Accessible Planting Revives Ben Shemen Forest on Tu Bishvat

KKL-JNF Co-Chairman Hai Adiv: “Accessibility is not just a slogan for us. It is of paramount importance.”
KKL-JNF designated an accessible planting area for Tu Bishvat this year in the fire-damaged Zaglambia section of Ben Shemen Forest. Among the planters we met were family, friends and colleagues commemorating the late Neta Rothman Z”L of Access Israel, as well as families with the Akim organization for people with intellectual and developmental disabilities.

 
Feb. 10, 2020: A cloudy gray sky and drizzling rain did not deter some 2,000 people from taking part in Tu Bishvat tree planting activities at the new KKL-JNF planting area in the Zaglambia section of Ben Shemen Forest. Among the celebrants were a group of friends, family and work colleagues of Neta Rothman Z”L, the late accessibility consulting head of Access Israel. Rothman died in a tragic accident last year when a construction crane collapsed on her car.

The planting center stands outside the fire-ravaged Mevo Modi’im moshav. In May of 2019, wildfires in Ben Shemen Forest destroyed hundreds of acres of woodland and burnt down two-thirds of the houses on the adjacent moshav.

Those who loved, worked with, and knew Neta came to Ben Shemen Forest to celebrate her life and her Tu Bishvat birthday. Even more significantly, they came to help replant the forest that Neta had helped nurture through accessible planting events with KKL-JNF in 2011.

“Neta was my friend and my right hand,” said Access Israel CEO Michal Rimon. “After the fire here last year we saw that the beautiful forest Neta helped create had burned down. What better way to remember Neta than to replant the forest here? I remember how much she loved this place.”
Rimon said Access Israel worked with KKL-JNF to plan the ceremony and to provide an accessible planting area.

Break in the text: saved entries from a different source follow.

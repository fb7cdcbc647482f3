//! Stage descriptors
//!
//! The run is an ordered list of stages, each with a predicate over the run
//! flags. Step numbers shown to the user (`[3/7]`) are derived from this list,
//! never maintained by hand.

use crate::config::DeployConfig;

/// Flags selecting which stages run
#[derive(Debug, Clone, Copy, Default, PartialEq, Eq)]
pub struct RunFlags {
    pub skip_build: bool,
    pub skip_git: bool,
    pub fix_only: bool,
}

#[derive(Debug, Clone, Copy, PartialEq, Eq, Hash)]
pub enum StageKind {
    Build,
    Publish,
    Wait,
    CleanAssets,
    Sync,
    Symlink,
    ServerConfig,
}

impl StageKind {
    pub const ALL: [StageKind; 7] = [
        StageKind::Build,
        StageKind::Publish,
        StageKind::Wait,
        StageKind::CleanAssets,
        StageKind::Sync,
        StageKind::Symlink,
        StageKind::ServerConfig,
    ];

    pub fn title(&self) -> &'static str {
        match self {
            StageKind::Build => "Build",
            StageKind::Publish => "Git commit & push",
            StageKind::Wait => "Wait for auto-deploy",
            StageKind::CleanAssets => "Clean remote assets",
            StageKind::Sync => "Upload build output",
            StageKind::Symlink => "Fix symlink",
            StageKind::ServerConfig => "Update server config",
        }
    }

    /// Stages that need the remote session
    pub fn is_remote(&self) -> bool {
        matches!(
            self,
            StageKind::CleanAssets | StageKind::Sync | StageKind::Symlink | StageKind::ServerConfig
        )
    }

    /// Whether the stage belongs to a run with these flags
    pub fn enabled(&self, flags: RunFlags, git_enabled: bool) -> bool {
        match self {
            StageKind::Build => !flags.skip_build && !flags.fix_only,
            StageKind::Publish | StageKind::Wait => {
                git_enabled && !flags.skip_git && !flags.fix_only
            }
            StageKind::CleanAssets | StageKind::Sync => !flags.fix_only,
            StageKind::Symlink | StageKind::ServerConfig => true,
        }
    }

    /// Why a disabled stage is not part of the run
    pub fn skip_reason(&self, flags: RunFlags) -> &'static str {
        if flags.fix_only {
            return "--fix-only";
        }
        match self {
            StageKind::Build => "--skip-build",
            StageKind::Publish | StageKind::Wait if flags.skip_git => "--skip-git",
            StageKind::Publish | StageKind::Wait => "git disabled in config",
            _ => "disabled",
        }
    }
}

/// A stage that is part of the run, with its 1-based position
#[derive(Debug, Clone, Copy, PartialEq, Eq)]
pub struct PlannedStage {
    pub kind: StageKind,
    pub number: usize,
    pub total: usize,
}

/// Ordered stages of one run
#[derive(Debug, Clone, PartialEq, Eq)]
pub struct StagePlan {
    stages: Vec<PlannedStage>,
    skipped: Vec<StageKind>,
}

impl StagePlan {
    pub fn new(flags: RunFlags, config: &DeployConfig) -> Self {
        Self::with_git(flags, config.git.enabled)
    }

    pub fn with_git(flags: RunFlags, git_enabled: bool) -> Self {
        let (enabled, skipped): (Vec<StageKind>, Vec<StageKind>) = StageKind::ALL
            .into_iter()
            .partition(|kind| kind.enabled(flags, git_enabled));
        let total = enabled.len();
        let stages = enabled
            .into_iter()
            .enumerate()
            .map(|(idx, kind)| PlannedStage {
                kind,
                number: idx + 1,
                total,
            })
            .collect();
        Self { stages, skipped }
    }

    pub fn stages(&self) -> &[PlannedStage] {
        &self.stages
    }

    pub fn skipped(&self) -> &[StageKind] {
        &self.skipped
    }

    pub fn total(&self) -> usize {
        self.stages.len()
    }

    pub fn get(&self, kind: StageKind) -> Option<PlannedStage> {
        self.stages.iter().copied().find(|s| s.kind == kind)
    }

    pub fn contains(&self, kind: StageKind) -> bool {
        self.get(kind).is_some()
    }

    pub fn needs_remote(&self) -> bool {
        self.stages.iter().any(|s| s.kind.is_remote())
    }

    pub fn local_stages(&self) -> impl Iterator<Item = PlannedStage> + '_ {
        self.stages.iter().copied().filter(|s| !s.kind.is_remote())
    }

    pub fn remote_stages(&self) -> impl Iterator<Item = PlannedStage> + '_ {
        self.stages.iter().copied().filter(|s| s.kind.is_remote())
    }
}

#[cfg(test)]
mod tests {
    use super::*;

    fn flags(skip_build: bool, skip_git: bool, fix_only: bool) -> RunFlags {
        RunFlags {
            skip_build,
            skip_git,
            fix_only,
        }
    }

    fn kinds(plan: &StagePlan) -> Vec<StageKind> {
        plan.stages().iter().map(|s| s.kind).collect()
    }

    #[test]
    fn default_run_has_seven_stages() {
        let plan = StagePlan::with_git(RunFlags::default(), true);
        assert_eq!(plan.total(), 7);
        assert_eq!(kinds(&plan), StageKind::ALL.to_vec());
        assert!(plan.skipped().is_empty());
    }

    #[test]
    fn skip_git_drops_publish_and_wait() {
        let plan = StagePlan::with_git(flags(false, true, false), true);
        assert_eq!(plan.total(), 5);
        assert!(!plan.contains(StageKind::Publish));
        assert!(!plan.contains(StageKind::Wait));
        assert_eq!(plan.get(StageKind::CleanAssets).map(|s| s.number), Some(2));
    }

    #[test]
    fn skip_build_and_git_leaves_remote_stages() {
        let plan = StagePlan::with_git(flags(true, true, false), true);
        assert_eq!(plan.total(), 4);
        assert_eq!(
            kinds(&plan),
            vec![
                StageKind::CleanAssets,
                StageKind::Sync,
                StageKind::Symlink,
                StageKind::ServerConfig
            ]
        );
        assert_eq!(plan.stages()[0].number, 1);
        assert_eq!(plan.stages()[3].number, 4);
    }

    #[test]
    fn fix_only_overrides_everything() {
        for (b, g) in [(false, false), (true, false), (false, true), (true, true)] {
            let plan = StagePlan::with_git(flags(b, g, true), true);
            assert_eq!(
                kinds(&plan),
                vec![StageKind::Symlink, StageKind::ServerConfig]
            );
            assert!(plan.stages().iter().all(|s| s.total == 2));
        }
    }

    #[test]
    fn git_disabled_in_config_behaves_like_skip_git() {
        let plan = StagePlan::with_git(RunFlags::default(), false);
        assert_eq!(plan.total(), 5);
        assert_eq!(
            StageKind::Publish.skip_reason(RunFlags::default()),
            "git disabled in config"
        );
    }

    #[test]
    fn numbers_are_consecutive() {
        let plan = StagePlan::with_git(flags(true, false, false), true);
        let numbers: Vec<usize> = plan.stages().iter().map(|s| s.number).collect();
        assert_eq!(numbers, (1..=plan.total()).collect::<Vec<_>>());
    }

    #[test]
    fn skip_reasons_name_the_flag() {
        assert_eq!(StageKind::Build.skip_reason(flags(true, false, false)), "--skip-build");
        assert_eq!(StageKind::Wait.skip_reason(flags(false, true, false)), "--skip-git");
        assert_eq!(StageKind::Sync.skip_reason(flags(false, false, true)), "--fix-only");
    }

    #[test]
    fn remote_split() {
        let plan = StagePlan::with_git(RunFlags::default(), true);
        assert_eq!(plan.local_stages().count(), 3);
        assert_eq!(plan.remote_stages().count(), 4);
        assert!(plan.needs_remote());
    }
}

She thanked KKL-JNF’s national accessibility advisor Meirav Davidian for her help. “KKL-JNF is a great example of a partnership and I hope people in Israel know how much they do beyond just forests,” declared Rimon. “They help open nature to everybody.”

Rimon noted that KKL-JNF was the first organization in Israel to hold accessible tree-planting events.
“Planting a tree is a mitzvah of the holiday and people with disabilities did not have a chance to do that before,” said Rimon. “Access Israel believes in making life for all people with disabilities accessible, so they can go out and do what you and I do.”

KKL-JNF Co-Chairman Hai Adiv noted that KKL-JNF has planted one-quarter of a billion trees since its founding over 100 years ago, and that today, every person would need to plant 200 trees to counter the air pollution damage to the environment.

He also spoke about KKL-JNF’s efforts to make nature accessible to people of all abilities, noting that KKL-JNF so far has 300 nature sites that the organization has made accessible for all. “Still more are needed”, he said.
“Accessibility is not just a slogan for us. It is of paramount importance.”

“Here, we are showing what can be done to improve accessibility in all areas,” said Avremi Torem, the Justice Ministry’s Commissioner for Equal Rights for Persons with Disabilities. “Families of people with disabilities can go out and do activities in nature in KKL-JNF parks like all other families. KKL-JNF started doing this even before making places accessible became law.”

Neta’s mother Nechama Rothman read a poem in her daughter’s memory, and recalled her birthday on Tu Bishvat.

Addressing her beloved daughter, she said; “Your spirit, your being, will accompany these saplings planted here today and they will bloom and grow, and in time children will play and laugh among the trees and the wind will whisper, Neta, Neta, and you will smile from above, and the trees will say ‘Neta is here, among us’.”

Another group that planted at the site on Tu Bishvat were parents and children from Akim, the national organization caring for people with intellectual and developmental disabilities in Israel.

Ines Cirtuk of Rishon L’Tzion came with her daughter Yafit. “I am very happy that I was able to take her to a place to plant a tree like I did when I was young,” she said. “She loved planting the tree.”